Challenge 8 Megathread

For any and all questions relating to challenge 8. :point_down:

For a tutorial on how to use Jupyter Notebook, we put together this video:

Still have questions? Read all the FAQs here.

This challenge was well put together.

7 Likes

I’m playing with loc() and can’t figure some things out. How can I extract, for example, 12 months at a time (without using iloc()).

df.loc["07-Feb":"07-Dec", :]
Why doesn’t this work?

1 Like

df["Year"] = df["Month"].apply(lambda date: date.split("-")[0])

This is like the only time where I actually know how to implement lambda functions so you better be sure I’m gonna throw em in to make a new Year column for the stretch goal.

After that, it’s a .group_by() problem.

6 Likes

Nice I did the exact same thing. I guess you could also use the to_datetime function from pandas but would need to give it the format parameter for year and month.

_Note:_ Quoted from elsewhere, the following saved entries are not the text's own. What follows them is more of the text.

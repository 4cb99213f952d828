//! Scenario definitions and the registry the CLI picks from.

pub mod cloud_build_csr_gke;
pub mod cloud_build_github_gke;
pub mod gke;
pub mod install_gcloud;

pub use cloud_build_csr_gke::CloudBuildCsrGke;
pub use cloud_build_github_gke::CloudBuildGitHubGke;
pub use install_gcloud::InstallGcloud;

use serde::Serialize;
use stagehand_common::{
    HarnessConfig, RunContext, ScenarioReport, SkipSignalSource, StageRunner, StateStore,
};

use crate::toolbox::Toolbox;

pub const CREATE_TEST_COPY: &str = "create_test_copy_of_examples";
pub const CREATE_OPTIONS: &str = "create_terratest_options";
pub const CLEANUP: &str = "cleanup";
pub const TERRAFORM_APPLY: &str = "terraform_apply";
pub const CONFIGURE_KUBECTL: &str = "configure_kubectl";
pub const WAIT_FOR_WORKERS: &str = "wait_for_workers";
pub const TRIGGER_BUILD: &str = "trigger_build";
pub const WAIT_FOR_BUILD: &str = "wait_for_build";

/// A stage as listed by `stagehand list`.
#[derive(Debug, Clone, Copy, PartialEq, Eq, Serialize)]
pub struct StageInfo {
    pub name: &'static str,
    pub deferred: bool,
}

impl StageInfo {
    pub const fn stage(name: &'static str) -> Self {
        Self {
            name,
            deferred: false,
        }
    }

    pub const fn deferred(name: &'static str) -> Self {
        Self {
            name,
            deferred: true,
        }
    }
}

/// What stage bodies may reach: configuration and collaborators.
#[derive(Clone, Copy)]
pub struct ScenarioContext<'a> {
    pub config: &'a HarnessConfig,
    pub tools: &'a dyn Toolbox,
}

impl<'a> ScenarioContext<'a> {
    pub fn new(config: &'a HarnessConfig, tools: &'a dyn Toolbox) -> Self {
        Self { config, tools }
    }
}

pub trait Scenario {
    /// Also the run directory name under the state root.
    fn name(&self) -> &'static str;

    fn description(&self) -> &'static str;

    /// Stages in registration order.
    fn stages(&self) -> &'static [StageInfo];

    /// Register and run every stage on `runner`.
    fn run<'a>(&self, runner: &mut StageRunner<'a>, ctx: ScenarioContext<'a>);
}

pub fn all() -> Vec<Box<dyn Scenario>> {
    vec![
        Box::new(CloudBuildGitHubGke),
        Box::new(CloudBuildCsrGke),
        Box::new(InstallGcloud),
    ]
}

/// Case-insensitive lookup by name.
pub fn find(name: &str) -> Option<Box<dyn Scenario>> {
    all()
        .into_iter()
        .find(|s| s.name().eq_ignore_ascii_case(name))
}

pub fn store_for(scenario: &dyn Scenario, config: &HarnessConfig) -> StateStore {
    StateStore::new(RunContext::new(&config.state_root, scenario.name()))
}

/// One invocation of `scenario`; deferred stages have run when this returns.
pub fn run_scenario<'a>(
    scenario: &dyn Scenario,
    ctx: ScenarioContext<'a>,
    skip: impl SkipSignalSource + 'a,
) -> ScenarioReport {
    let mut runner = StageRunner::new(store_for(scenario, ctx.config), skip);
    scenario.run(&mut runner, ctx);
    runner.finish()
}
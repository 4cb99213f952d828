//! Environment variable parsing with type safety.
//!
//! The parser reads from a snapshot of variables taken at construction, so
//! tests can hand it a fixed map instead of mutating the process environment.

use std::collections::BTreeMap;
use std::path::PathBuf;
use std::time::Duration;
use thiserror::Error;

/// Errors that can occur during environment variable parsing.
#[derive(Debug, Clone, PartialEq, Eq, Error)]
pub enum EnvError {
    #[error("Invalid value for {var}: expected {expected}, got '{value}'")]
    InvalidValue {
        var: String,
        expected: String,
        value: String,
    },

    #[error("Invalid duration for {var}: {value}")]
    InvalidDuration { var: String, value: String },

    #[error("Value out of range for {var}: {value} (valid: {min}..={max})")]
    OutOfRange {
        var: String,
        value: String,
        min: String,
        max: String,
    },

    #[error("Invalid log level for {var}: {value}")]
    InvalidLogLevel { var: String, value: String },
}

/// Type-safe environment variable parser.
///
/// Collects errors during parsing so all issues can be reported at once.
/// A malformed value records an error and yields the default.
pub struct EnvParser {
    prefix: &'static str,
    vars: BTreeMap<String, String>,
    errors: Vec<EnvError>,
}

impl EnvParser {
    /// Parser over the current process environment, prefix `STAGEHAND_`.
    pub fn new() -> Self {
        Self::from_vars(std::env::vars())
    }

    /// Parser over an explicit variable set.
    pub fn from_vars<I, K, V>(vars: I) -> Self
    where
        I: IntoIterator<Item = (K, V)>,
        K: Into<String>,
        V: Into<String>,
    {
        Self {
            prefix: "STAGEHAND_",
            vars: vars
                .into_iter()
                .map(|(k, v)| (k.into(), v.into()))
                .collect(),
            errors: Vec::new(),
        }
    }

    pub fn errors(&self) -> &[EnvError] {
        &self.errors
    }

    pub fn has_errors(&self) -> bool {
        !self.errors.is_empty()
    }

    pub fn take_errors(&mut self) -> Vec<EnvError> {
        std::mem::take(&mut self.errors)
    }

    fn var_name(&self, name: &str) -> String {
        format!("{}{}", self.prefix, name)
    }

    fn lookup(&self, name: &str) -> Option<(String, String)> {
        let var_name = self.var_name(name);
        self.vars.get(&var_name).map(|v| (var_name, v.clone()))
    }

    /// Unprefixed variable, ignoring empty values.
    pub fn get_raw(&self, var: &str) -> Option<String> {
        self.vars.get(var).filter(|v| !v.is_empty()).cloned()
    }

    /// First non-empty of several unprefixed variables.
    pub fn get_first_raw(&self, vars: &[&str]) -> Option<String> {
        vars.iter().find_map(|var| self.get_raw(var))
    }

    pub fn get_optional_string(&mut self, name: &str) -> Option<String> {
        self.lookup(name)
            .map(|(_, value)| value)
            .filter(|v| !v.is_empty())
    }

    /// Boolean; accepts 1/true/yes/on and 0/false/no/off/"".
    pub fn get_bool(&mut self, name: &str, default: bool) -> bool {
        let Some((var, value)) = self.lookup(name) else {
            return default;
        };
        match value.to_lowercase().as_str() {
            "1" | "true" | "yes" | "on" => true,
            "0" | "false" | "no" | "off" | "" => false,
            _ => {
                self.errors.push(EnvError::InvalidValue {
                    var,
                    expected: "boolean (true/false/1/0/yes/no)".to_string(),
                    value,
                });
                default
            }
        }
    }

    pub fn get_optional_u32_range(&mut self, name: &str, min: u32, max: u32) -> Option<u32> {
        let (var, value) = self.lookup(name)?;
        match value.parse::<u32>() {
            Ok(n) if (min..=max).contains(&n) => Some(n),
            Ok(n) => {
                self.errors.push(EnvError::OutOfRange {
                    var,
                    value: n.to_string(),
                    min: min.to_string(),
                    max: max.to_string(),
                });
                None
            }
            Err(_) => {
                self.errors.push(EnvError::InvalidValue {
                    var,
                    expected: "unsigned 32-bit integer".to_string(),
                    value,
                });
                None
            }
        }
    }

    /// Duration in humantime notation (`10s`, `1m 30s`).
    pub fn get_optional_duration(&mut self, name: &str) -> Option<Duration> {
        let (var, value) = self.lookup(name)?;
        match humantime::parse_duration(value.trim()) {
            Ok(d) => Some(d),
            Err(_) => {
                self.errors.push(EnvError::InvalidDuration { var, value });
                None
            }
        }
    }

    /// Path with `~/` expanded to the home directory.
    pub fn get_optional_path(&mut self, name: &str) -> Option<PathBuf> {
        self.get_optional_string(name).map(|v| expand_tilde(&v))
    }

    pub fn get_log_level(&mut self, name: &str, default: &str) -> String {
        let Some((var, value)) = self.lookup(name) else {
            return default.to_string();
        };
        let lower = value.to_lowercase();
        match lower.as_str() {
            "trace" | "debug" | "info" | "warn" | "error" | "off" => lower,
            _ => {
                self.errors.push(EnvError::InvalidLogLevel { var, value });
                default.to_string()
            }
        }
    }

    /// Comma-separated list; `None` when unset.
    pub fn get_optional_list(&mut self, name: &str) -> Option<Vec<String>> {
        let (_, value) = self.lookup(name)?;
        Some(
            value
                .split(',')
                .map(|s| s.trim().to_string())
                .filter(|s| !s.is_empty())
                .collect(),
        )
    }
}

impl Default for EnvParser {
    fn default() -> Self {
        Self::new()
    }
}

pub(crate) fn expand_tilde(value: &str) -> PathBuf {
    match (value.strip_prefix("~/"), dirs::home_dir()) {
        (Some(stripped), Some(home)) => home.join(stripped),
        _ => PathBuf::from(value),
    }
}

df[‘Year’] = df[‘Month’].apply(lambda x: x.split("-")[0]) #this it to quickly extract the year as a separate column
yearlyDF = df.groupby(“Year”)[‘Monthly milk production: pounds per cow’].sum() #this does a quasi pivot table by year
yearlyDF = pd.DataFrame(yearlyDF) #had to convert back into a dataframe bc it was creating just a series (a series is a df with 1 col)
yearlyDF.loc[yearlyDF[‘Monthly milk production: pounds per cow’].idxmax()] #the idxmax finds the row where max total milk volume is
#using a loc in this case instead of iloc, bc the index is the year now not “row numbers”

2 Likes

You have to convert the dates to dates first (they’re being treated as regular text right now). Then if you want to quickly pull out by year you either have to filter the df or set the dates to be the index. Here are the codes to 1) changes the dates to dates, 2) change the index, and 3) pull out the 12 months for 2020. I like to use this site for the date codes in python: https://strftime.org/

df['Date'] = pd.to_datetime(df['Month'], format="%y-%b")
df.set_index('Date', inplace=True)
df.loc['2020','Monthly milk production: pounds per cow']
8 Likes

This is fantastic thanks, especially the link! So the table automatically defaults to integer indexes for the rows, and you have to specify that you want the date to be the index of each row instead?

By that assumption, did I do this properly for just using plain strings (seems to work in my notebook)?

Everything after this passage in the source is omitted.